Louvenia Jenkins, one of the first Black female homeowners in Pacific Palisades, has spent a lifetime defying the odds.

At 96, she is facing yet another challenge—rebuilding her life after a fire destroyed her beloved home of 57 years.

Jenkins’ journey began in the mid-1960s when she sought to buy a home in the exclusive, predominantly white enclave of Pacific Palisades. As a single Black woman, obtaining a mortgage was a formidable challenge, as banks often refused to lend to women without a male co-signer.

Nevertheless, in 1967, she secured a three-bedroom house on Muskingum Avenue for $47,000, breaking barriers in a neighborhood shaped by racially restrictive covenants and high housing costs that kept it largely white.

On Jan. 7, 2024, her home was reduced to rubble by the Palisades fire, the same day the Eaton fire destroyed a historic Black enclave in Altadena. The fire took nearly everything—her white Mercedes, her tennis trophies, even the upright piano she bought after moving to California. The only things left standing were the brick chimney and a few ceramic cups.

Despite the devastating loss, Jenkins remains resilient.

“Life has been beautiful,” she told the Los Angeles Times. “And this is not the end of the line.”

Born in East St. Louis, Illinois, in 1928, Jenkins was raised by her mother, Ruby, a woman she deeply admired for her resilience and sacrifices.

Determined to further her education, Jenkins and her mother moved to California in the late 1940s, where she enrolled at Santa Monica College before earning degrees from Cal State L.A. and USC.

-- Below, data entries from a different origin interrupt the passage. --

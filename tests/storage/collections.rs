//! Integration tests for the collection contract.

use tessera_foundation::{Error, ObjectId};
use tessera_storage::{Collection, CollectionOps};

use crate::fixtures::{Cluster, Hit, HitData};

#[test]
fn two_created_records_get_sequential_ids() {
    let mut hits = Collection::<Hit>::new();
    hits.set_collection_id(7);
    hits.create();
    hits.create();

    assert_eq!(hits.len(), 2);
    assert_eq!(hits.at(0).unwrap().id(), ObjectId::new(0, 7));
    assert_eq!(hits.at(1).unwrap().id(), ObjectId::new(1, 7));
}

#[test]
fn indexing_past_the_end_is_out_of_range() {
    let mut hits = Collection::<Hit>::new();
    hits.create();

    let err = hits.at(3).unwrap_err();
    assert!(matches!(err, Error::OutOfRange { index: 3, len: 1 }));
    assert!(hits.get(3).is_none());
}

#[test]
fn iteration_follows_slot_order() {
    let mut hits = Collection::<Hit>::new();
    hits.set_collection_id(1);
    for cell in 0..4u64 {
        hits.create_with(HitData { cell, charge: 0.0 });
    }

    let cells: Vec<_> = hits.iter().map(|record| record.payload().cell).collect();
    assert_eq!(cells, vec![0, 1, 2, 3]);
}

#[test]
fn a_late_id_assignment_restamps_every_record() {
    let mut clusters = Collection::<Cluster>::new();
    let first = clusters.create();
    let second = clusters.create();

    // The collection existed before it was registered by name.
    assert_eq!(first.id(), ObjectId::new(0, 0));

    clusters.set_collection_id(5);
    assert_eq!(first.id(), ObjectId::new(0, 5));
    assert_eq!(second.id(), ObjectId::new(1, 5));
}

#[test]
fn clear_returns_the_collection_to_empty() {
    let mut hits = Collection::<Hit>::new();
    hits.set_collection_id(1);
    hits.create();
    hits.prepare_for_write();

    hits.clear();
    assert!(hits.is_empty());
    assert!(!hits.is_valid());
    assert!(hits.buffers().is_empty());

    // The collection is reusable for the next event.
    hits.create();
    assert_eq!(hits.len(), 1);
    assert!(hits.is_valid());
}

#[test]
fn clear_unlinks_relations_held_by_surviving_handles() {
    let mut clusters = Collection::<Cluster>::new();
    clusters.set_collection_id(2);
    let a = clusters.create();
    let b = clusters.create();
    a.set_relation("seed", &b).unwrap();
    b.set_relation("seed", &a).unwrap();

    clusters.clear();

    // The cycle is broken: surviving handles read unset relations.
    assert!(!a.has_relation("seed"));
    assert!(!b.has_relation("seed"));
}
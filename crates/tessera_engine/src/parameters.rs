//! Per-event metadata parameters.

use std::collections::HashMap;

use serde::{Deserialize, Serialize};

/// String-keyed per-event metadata: integer, float, and string lists.
///
/// Parameters live for one event: the store clears them at end-of-event,
/// writers persist them alongside collections, readers reload them.
#[derive(Clone, Debug, Default, PartialEq, Serialize, Deserialize)]
pub struct EventParameters {
    ints: HashMap<String, Vec<i64>>,
    floats: HashMap<String, Vec<f64>>,
    strings: HashMap<String, Vec<String>>,
}

impl EventParameters {
    /// Creates an empty parameter set.
    #[must_use]
    pub fn new() -> Self {
        Self::default()
    }

    /// Replaces the integer list under a key.
    pub fn set_ints(&mut self, key: impl Into<String>, values: Vec<i64>) {
        self.ints.insert(key.into(), values);
    }

    /// Replaces the key with a single integer.
    pub fn set_int(&mut self, key: impl Into<String>, value: i64) {
        self.set_ints(key, vec![value]);
    }

    /// Integer list under a key; empty if absent.
    #[must_use]
    pub fn ints(&self, key: &str) -> &[i64] {
        self.ints.get(key).map_or(&[], Vec::as_slice)
    }

    /// First integer under a key.
    #[must_use]
    pub fn int(&self, key: &str) -> Option<i64> {
        self.ints(key).first().copied()
    }

    /// Replaces the float list under a key.
    pub fn set_floats(&mut self, key: impl Into<String>, values: Vec<f64>) {
        self.floats.insert(key.into(), values);
    }

    /// Replaces the key with a single float.
    pub fn set_float(&mut self, key: impl Into<String>, value: f64) {
        self.set_floats(key, vec![value]);
    }

    /// Float list under a key; empty if absent.
    #[must_use]
    pub fn floats(&self, key: &str) -> &[f64] {
        self.floats.get(key).map_or(&[], Vec::as_slice)
    }

    /// First float under a key.
    #[must_use]
    pub fn float(&self, key: &str) -> Option<f64> {
        self.floats(key).first().copied()
    }

    /// Replaces the string list under a key.
    pub fn set_strings(&mut self, key: impl Into<String>, values: Vec<String>) {
        self.strings.insert(key.into(), values);
    }

    /// Replaces the key with a single string.
    pub fn set_string(&mut self, key: impl Into<String>, value: impl Into<String>) {
        self.set_strings(key, vec![value.into()]);
    }

    /// String list under a key; empty if absent.
    #[must_use]
    pub fn strings(&self, key: &str) -> &[String] {
        self.strings.get(key).map_or(&[], Vec::as_slice)
    }

    /// First string under a key.
    #[must_use]
    pub fn string(&self, key: &str) -> Option<&str> {
        self.strings(key).first().map(String::as_str)
    }

    /// Drops every parameter.
    pub fn clear(&mut self) {
        self.ints.clear();
        self.floats.clear();
        self.strings.clear();
    }

    /// Returns true if no parameter is set.
    #[must_use]
    pub fn is_empty(&self) -> bool {
        self.ints.is_empty() && self.floats.is_empty() && self.strings.is_empty()
    }
}
// src/links/html.rs
// =============================================================================
// This module extracts raw anchors from HTML pages.
//
// We use the `scraper` crate which:
// - Parses HTML into a DOM (Document Object Model)
// - Supports CSS selectors for finding elements
// - Is built on html5ever (Mozilla's HTML parser)
//
// Nothing here resolves or filters URLs; the href comes back exactly as it
// appears in the markup, paired with the anchor's visible text. Resolving,
// filtering and deduplicating are the crawl engine's job.
//
// Rust concepts:
// - Iterators: text() yields every text node under an element
// - Option<T>: an anchor may have no visible text at all
// =============================================================================

use std::sync::OnceLock;

use scraper::{ElementRef, Html, Selector};

/// An anchor as found in the page, before any normalization.
#[derive(Debug, Clone, PartialEq, Eq)]
pub struct RawLink {
    /// Visible text of the anchor with whitespace collapsed.
    /// `None` when the anchor has no text (icons, images, empty tags).
    pub label: Option<String>,
    /// The href attribute, untouched.
    pub href: String,
}

fn anchor_selector() -> &'static Selector {
    static SELECTOR: OnceLock<Selector> = OnceLock::new();
    // "a[href]" is a constant, known-valid selector
    SELECTOR.get_or_init(|| Selector::parse("a[href]").expect("valid selector"))
}

// Extracts every <a href> in document order
//
// Example:
//   html = "<a href='/docs'>Read the <b>docs</b></a><a href='/x'></a>"
//   result = [RawLink { label: Some("Read the docs"), href: "/docs" },
//             RawLink { label: None, href: "/x" }]
pub fn extract_links(html: &str) -> Vec<RawLink> {
    let document = Html::parse_document(html);

    document
        .select(anchor_selector())
        .filter_map(|element| {
            let href = element.value().attr("href")?.trim();
            if href.is_empty() {
                return None;
            }
            Some(RawLink {
                label: anchor_text(&element),
                href: href.to_string(),
            })
        })
        .collect()
}

fn anchor_text(element: &ElementRef) -> Option<String> {
    let text = element
        .text()
        .flat_map(str::split_whitespace)
        .collect::<Vec<_>>()
        .join(" ");

    if text.is_empty() {
        None
    } else {
        Some(text)
    }
}

// -----------------------------------------------------------------------------
// BEGINNER NOTES:
//
// 1. Why return a Vec instead of an iterator?
//    - scraper's Html document is not Send, so it cannot be held across an
//      .await inside a tokio task
//    - We parse, collect the anchors into owned Strings, and drop the DOM
//      before the crawler touches the network again
//
// 2. What is OnceLock?
//    - A cell that is written exactly once, the first time it's needed
//    - We use it so the CSS selector is parsed once per process, not once
//      per page
//
// 3. What does flat_map(str::split_whitespace) do?
//    - text() yields text nodes like "Read the ", "docs", "\n  "
//    - split_whitespace turns each into words, flat_map chains them together
//    - join(" ") glues the words back with single spaces
// -----------------------------------------------------------------------------
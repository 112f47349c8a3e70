// src/crawl/mod.rs
// =============================================================================
// This module handles the crawl itself.
//
// Features:
// - One async task per newly discovered page, all running concurrently
// - Each URL is traversed at most once, even on sites full of cycles
// - Only links on the seed's host are followed
// - Inclusive depth limit
// - Every task waits for its children, so "done" really means done
//
// Submodules:
// - registry: the shared visited set and result set
// - engine: the crawler and its recursive task
// =============================================================================

mod engine;
mod registry;

pub use engine::{CrawlReport, Crawler};
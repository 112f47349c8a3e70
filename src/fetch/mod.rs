// src/fetch/mod.rs
// =============================================================================
// HTTP access for the crawler, behind a bounded-concurrency gate.
// =============================================================================

mod gate;

pub use gate::FetchGate;
// src/crawl/registry.rs
// =============================================================================
// The two pieces of state every crawl task shares.
//
// - VisitedSet: which URLs have already been claimed for traversal
// - ResultSet: every (label, href) pair found so far
//
// Both are DashSets: a hash set split into shards, each behind its own lock.
// Callers never lock anything themselves, and `insert` reports whether the
// value was new as a single atomic step.
// =============================================================================

use dashmap::DashSet;

use crate::links::Link;

#[derive(Debug, Default)]
pub struct VisitedSet {
    urls: DashSet<String>,
}

impl VisitedSet {
    pub fn new() -> Self {
        Self::default()
    }

    /// Returns true iff this call is the first to add `url`. Of any number of
    /// concurrent claims on the same URL, exactly one wins.
    pub fn claim(&self, url: &str) -> bool {
        self.urls.insert(url.to_string())
    }

    #[cfg(test)]
    pub fn len(&self) -> usize {
        self.urls.len()
    }
}

/// Deduplicated by the full (label, href) pair: the same href under two
/// different labels is two results.
#[derive(Debug, Default)]
pub struct ResultSet {
    links: DashSet<Link>,
}

impl ResultSet {
    pub fn new() -> Self {
        Self::default()
    }

    pub fn record(&self, link: Link) {
        self.links.insert(link);
    }

    #[cfg(test)]
    pub fn len(&self) -> usize {
        self.links.len()
    }

    /// Empties the set into a Vec sorted by label, then href.
    pub fn drain_sorted(&self) -> Vec<Link> {
        let mut links: Vec<Link> = self.links.iter().map(|link| link.key().clone()).collect();
        self.links.clear();
        links.sort();
        links
    }
}

#[cfg(test)]
mod tests {
    use super::*;
    use std::sync::Arc;

    #[test]
    fn test_claim_once() {
        let visited = VisitedSet::new();
        assert!(visited.claim("https://example.com/a"));
        assert!(!visited.claim("https://example.com/a"));
        assert!(visited.claim("https://example.com/b"));
        assert_eq!(visited.len(), 2);
    }

    #[tokio::test(flavor = "multi_thread", worker_threads = 8)]
    async fn test_concurrent_claims_have_one_winner() {
        let visited = Arc::new(VisitedSet::new());
        let barrier = Arc::new(tokio::sync::Barrier::new(64));

        let handles: Vec<_> = (0..64)
            .map(|_| {
                let visited = Arc::clone(&visited);
                let barrier = Arc::clone(&barrier);
                tokio::spawn(async move {
                    barrier.wait().await;
                    visited.claim("https://example.com/contended")
                })
            })
            .collect();

        let mut winners = 0;
        for handle in handles {
            if handle.await.unwrap() {
                winners += 1;
            }
        }
        assert_eq!(winners, 1);
        assert_eq!(visited.len(), 1);
    }

    #[test]
    fn test_record_dedups_identical_pairs() {
        let results = ResultSet::new();
        let link = Link::new(Some("News".into()), "https://example.com/news".into());
        results.record(link.clone());
        results.record(link);
        assert_eq!(results.len(), 1);
    }

    #[test]
    fn test_distinct_labels_for_same_href_are_kept() {
        let results = ResultSet::new();
        results.record(Link::new(Some("News".into()), "https://example.com/news".into()));
        results.record(Link::new(Some("Latest".into()), "https://example.com/news".into()));

        let sorted = results.drain_sorted();
        assert_eq!(sorted.len(), 2);
        assert_eq!(sorted[0].label, "Latest");
        assert_eq!(sorted[1].label, "News");
        assert_eq!(results.len(), 0);
    }
}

Jenkins went on to become a teacher and administrator in the Los Angeles Unified School District, teaching in Japan and earning a Fulbright grant to instruct students in Indonesia. She also founded a scholarship through the United Negro College Fund, supporting dozens of Black college students.

Her 1967 home purchase in Pacific Palisades was groundbreaking. The area had been shaped by Methodists who upheld restrictive racial housing policies well into the 20th century. Even after such policies were outlawed, Black homeowners remained rare. In 2023, census data showed that Pacific Palisades remained 81% white, with only 0.7% of residents identifying as Black.

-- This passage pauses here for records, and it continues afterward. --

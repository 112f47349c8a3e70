// src/fetch/gate.rs
// =============================================================================
// The only place the crawler talks to the network.
//
// Key functionality:
// - Admits at most K requests at a time across the whole crawl; everyone
//   else waits on a semaphore
// - Makes a GET request with a fixed User-Agent
// - Hands back the body only if the server says it's HTML
// - Turns every failure (DNS, refused connection, timeout, broken body) into
//   "no page" plus a warning; nothing here aborts a crawl
//
// Crawl tasks are unbounded (one per discovered link), so this semaphore is
// the crawler's only backpressure on outgoing requests.
// =============================================================================

use std::sync::Arc;

use reqwest::header::CONTENT_TYPE;
use reqwest::{redirect, Client};
use tokio::sync::Semaphore;
use tracing::{debug, warn};
use url::Url;

use crate::config::{CrawlConfig, USER_AGENT};

/// A successfully fetched HTML page.
#[derive(Debug, Clone)]
pub struct Page {
    pub content_type: String,
    pub body: String,
}

#[derive(Debug, Clone)]
pub struct FetchGate {
    client: Client,
    permits: Arc<Semaphore>,
    limit: usize,
}

impl FetchGate {
    pub fn new(config: &CrawlConfig) -> Result<Self, reqwest::Error> {
        let redirect_policy = if config.follow_redirects {
            redirect::Policy::limited(5)
        } else {
            redirect::Policy::none()
        };

        let client = Client::builder()
            .user_agent(USER_AGENT)
            .timeout(config.timeout)
            .redirect(redirect_policy)
            .build()?;

        Ok(Self {
            client,
            permits: Arc::new(Semaphore::new(config.concurrency)),
            limit: config.concurrency,
        })
    }

    /// The admission cap K.
    pub fn limit(&self) -> usize {
        self.limit
    }

    /// Permits not currently held by an in-flight request.
    #[cfg(test)]
    pub fn available(&self) -> usize {
        self.permits.available_permits()
    }

    /// Turns away every fetch still waiting for a permit, and every later
    /// one. Requests already holding a permit are unaffected.
    pub fn close(&self) {
        self.permits.close();
    }

    // Fetches a page and returns it only if it is HTML
    //
    // Returns None for transport errors and non-HTML responses.
    // The semaphore permit lives in `_permit` and is released when this
    // function returns, whichever path it takes.
    pub async fn fetch(&self, url: &Url) -> Option<Page> {
        let _permit = match self.permits.acquire().await {
            Ok(permit) => permit,
            Err(_) => {
                debug!(%url, "fetch gate closed, skipping");
                return None;
            }
        };

        debug!(%url, "fetching");

        let response = match self.client.get(url.clone()).send().await {
            Ok(response) => response,
            Err(e) => {
                warn!(%url, error = %describe_error(&e), "fetch failed");
                return None;
            }
        };

        let status = response.status();
        if status.is_redirection() {
            let target = response
                .headers()
                .get("location")
                .and_then(|v| v.to_str().ok())
                .unwrap_or("unknown");
            debug!(%url, status = status.as_u16(), location = target, "http redirect");
        } else if status.is_client_error() || status.is_server_error() {
            debug!(%url, status = status.as_u16(), "http error");
        }

        let content_type = response
            .headers()
            .get(CONTENT_TYPE)
            .and_then(|v| v.to_str().ok())
            .unwrap_or("")
            .to_string();

        if !is_html(&content_type) {
            debug!(%url, content_type = %content_type, "not html, skipping");
            return None;
        }

        match response.text().await {
            Ok(body) => Some(Page { content_type, body }),
            Err(e) => {
                warn!(%url, error = %describe_error(&e), "failed to read body");
                None
            }
        }
    }
}

fn is_html(content_type: &str) -> bool {
    content_type.to_ascii_lowercase().contains("text/html")
}

// reqwest errors can happen for many reasons; give the log line a short,
// readable cause instead of the full error chain
fn describe_error(error: &reqwest::Error) -> String {
    if error.is_timeout() {
        "request timed out".to_string()
    } else if error.is_redirect() {
        "too many redirects".to_string()
    } else if error.is_connect() {
        "connection failed".to_string()
    } else {
        error.to_string()
    }
}

#[cfg(test)]
mod tests {
    use super::*;
    use std::time::Duration;
    use wiremock::matchers::{header, method, path};
    use wiremock::{Mock, MockServer, ResponseTemplate};

    fn gate(seed: &str, concurrency: usize) -> FetchGate {
        let config = CrawlConfig::new(seed).unwrap().with_concurrency(concurrency);
        FetchGate::new(&config).unwrap()
    }

    fn html(body: &str) -> ResponseTemplate {
        ResponseTemplate::new(200).set_body_raw(body.as_bytes().to_vec(), "text/html; charset=utf-8")
    }

    #[test]
    fn test_is_html() {
        assert!(is_html("text/html"));
        assert!(is_html("Text/HTML; charset=UTF-8"));
        assert!(!is_html("application/json"));
        assert!(!is_html(""));
    }

    #[tokio::test]
    async fn test_fetch_html_page() {
        let server = MockServer::start().await;
        Mock::given(method("GET"))
            .and(path("/"))
            .and(header("user-agent", USER_AGENT))
            .respond_with(html("<a href='/x'>X</a>"))
            .expect(1)
            .mount(&server)
            .await;

        let gate = gate(&server.uri(), 4);
        let url = Url::parse(&server.uri()).unwrap();
        let page = gate.fetch(&url).await.expect("html page");
        assert!(page.body.contains("href='/x'"));
        assert!(page.content_type.starts_with("text/html"));
    }

    #[tokio::test]
    async fn test_non_html_is_skipped() {
        let server = MockServer::start().await;
        Mock::given(path("/data.json"))
            .respond_with(ResponseTemplate::new(200).set_body_raw(b"{}".to_vec(), "application/json"))
            .mount(&server)
            .await;

        let gate = gate(&server.uri(), 4);
        let url = Url::parse(&format!("{}/data.json", server.uri())).unwrap();
        assert!(gate.fetch(&url).await.is_none());
    }

    #[tokio::test]
    async fn test_error_status_still_classified() {
        let server = MockServer::start().await;
        Mock::given(path("/missing"))
            .respond_with(
                ResponseTemplate::new(404)
                    .set_body_raw(b"<a href='/home'>Home</a>".to_vec(), "text/html"),
            )
            .mount(&server)
            .await;

        let gate = gate(&server.uri(), 4);
        let url = Url::parse(&format!("{}/missing", server.uri())).unwrap();
        let page = gate.fetch(&url).await.expect("404 pages with html bodies are kept");
        assert!(page.body.contains("/home"));
    }

    #[tokio::test]
    async fn test_redirect_not_followed_by_default() {
        let server = MockServer::start().await;
        Mock::given(path("/old"))
            .respond_with(ResponseTemplate::new(301).insert_header("location", "/new"))
            .mount(&server)
            .await;
        Mock::given(path("/new"))
            .respond_with(html("<p>new</p>"))
            .expect(0)
            .mount(&server)
            .await;

        let gate = gate(&server.uri(), 4);
        let url = Url::parse(&format!("{}/old", server.uri())).unwrap();
        assert!(gate.fetch(&url).await.is_none());
    }

    #[tokio::test]
    async fn test_closed_gate_skips_without_requesting() {
        let server = MockServer::start().await;
        Mock::given(path("/"))
            .respond_with(html("<p>never served</p>"))
            .expect(0)
            .mount(&server)
            .await;

        let gate = gate(&server.uri(), 4);
        gate.close();
        let url = Url::parse(&server.uri()).unwrap();
        assert!(gate.fetch(&url).await.is_none());
    }

    #[tokio::test]
    async fn test_permit_released_after_transport_failure() {
        // Grab a free port, then close it so the connection is refused
        let listener = std::net::TcpListener::bind("127.0.0.1:0").unwrap();
        let addr = listener.local_addr().unwrap();
        drop(listener);

        let seed = format!("http://{addr}/");
        let gate = gate(&seed, 1);
        let url = Url::parse(&seed).unwrap();

        assert!(gate.fetch(&url).await.is_none());
        assert_eq!(gate.available(), 1);
        // A second fetch must not deadlock on the single permit
        assert!(gate.fetch(&url).await.is_none());
        assert_eq!(gate.available(), gate.limit());
    }

    #[tokio::test(flavor = "multi_thread", worker_threads = 4)]
    async fn test_admission_cap_holds_permit_while_in_flight() {
        let server = MockServer::start().await;
        Mock::given(path("/slow"))
            .respond_with(html("<p>slow</p>").set_delay(Duration::from_millis(500)))
            .mount(&server)
            .await;

        let gate = gate(&server.uri(), 2);
        let url = Url::parse(&format!("{}/slow", server.uri())).unwrap();

        let mut in_flight = Vec::new();
        for _ in 0..3 {
            let gate = gate.clone();
            let url = url.clone();
            in_flight.push(tokio::spawn(async move { gate.fetch(&url).await }));
        }

        tokio::time::sleep(Duration::from_millis(150)).await;
        // Two requests hold both permits, the third is queued
        assert_eq!(gate.available(), 0);

        for handle in in_flight {
            assert!(handle.await.unwrap().is_some());
        }
        assert_eq!(gate.available(), 2);
    }
}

Though Jenkins encountered discrimination—including a neighbor who refused to sell to her—she persevered with the support of the Fair Housing Council. A member of the council ultimately sold her the home that became her sanctuary for over five decades.

Her home, once filled with artifacts from her travels to Ghana, the Swiss Alps, and Paris, was also a community hub. She hosted Thanksgiving and Christmas gatherings, took daily walks to the bluffs until a car accident curtailed her routine, and served as a “grandparent reader” at the local library. That library, too, was lost in the fire.

Now, Jenkins has relocated to a senior living complex in Culver City, where she is adjusting to a new chapter in life. With the help of her caregiver, she is furnishing her apartment and continuing to inspire those around her. She has even acquired a new piano keyboard to replace the one she lost.

“I can’t say that this is home,” she admitted. “This probably would have been the next step, but I wasn’t ready to make that step. I liked my home.”

Still, Jenkins refuses to see herself as a victim. Instead, she imparts wisdom drawn from her life’s experiences:

“You give to the world the best you have, and it will come back to you. It may not come back to you from the person to whom you give it. But it will come back to you.”

Her only regret? Not grabbing a cherished photograph of her mother before fleeing the flames.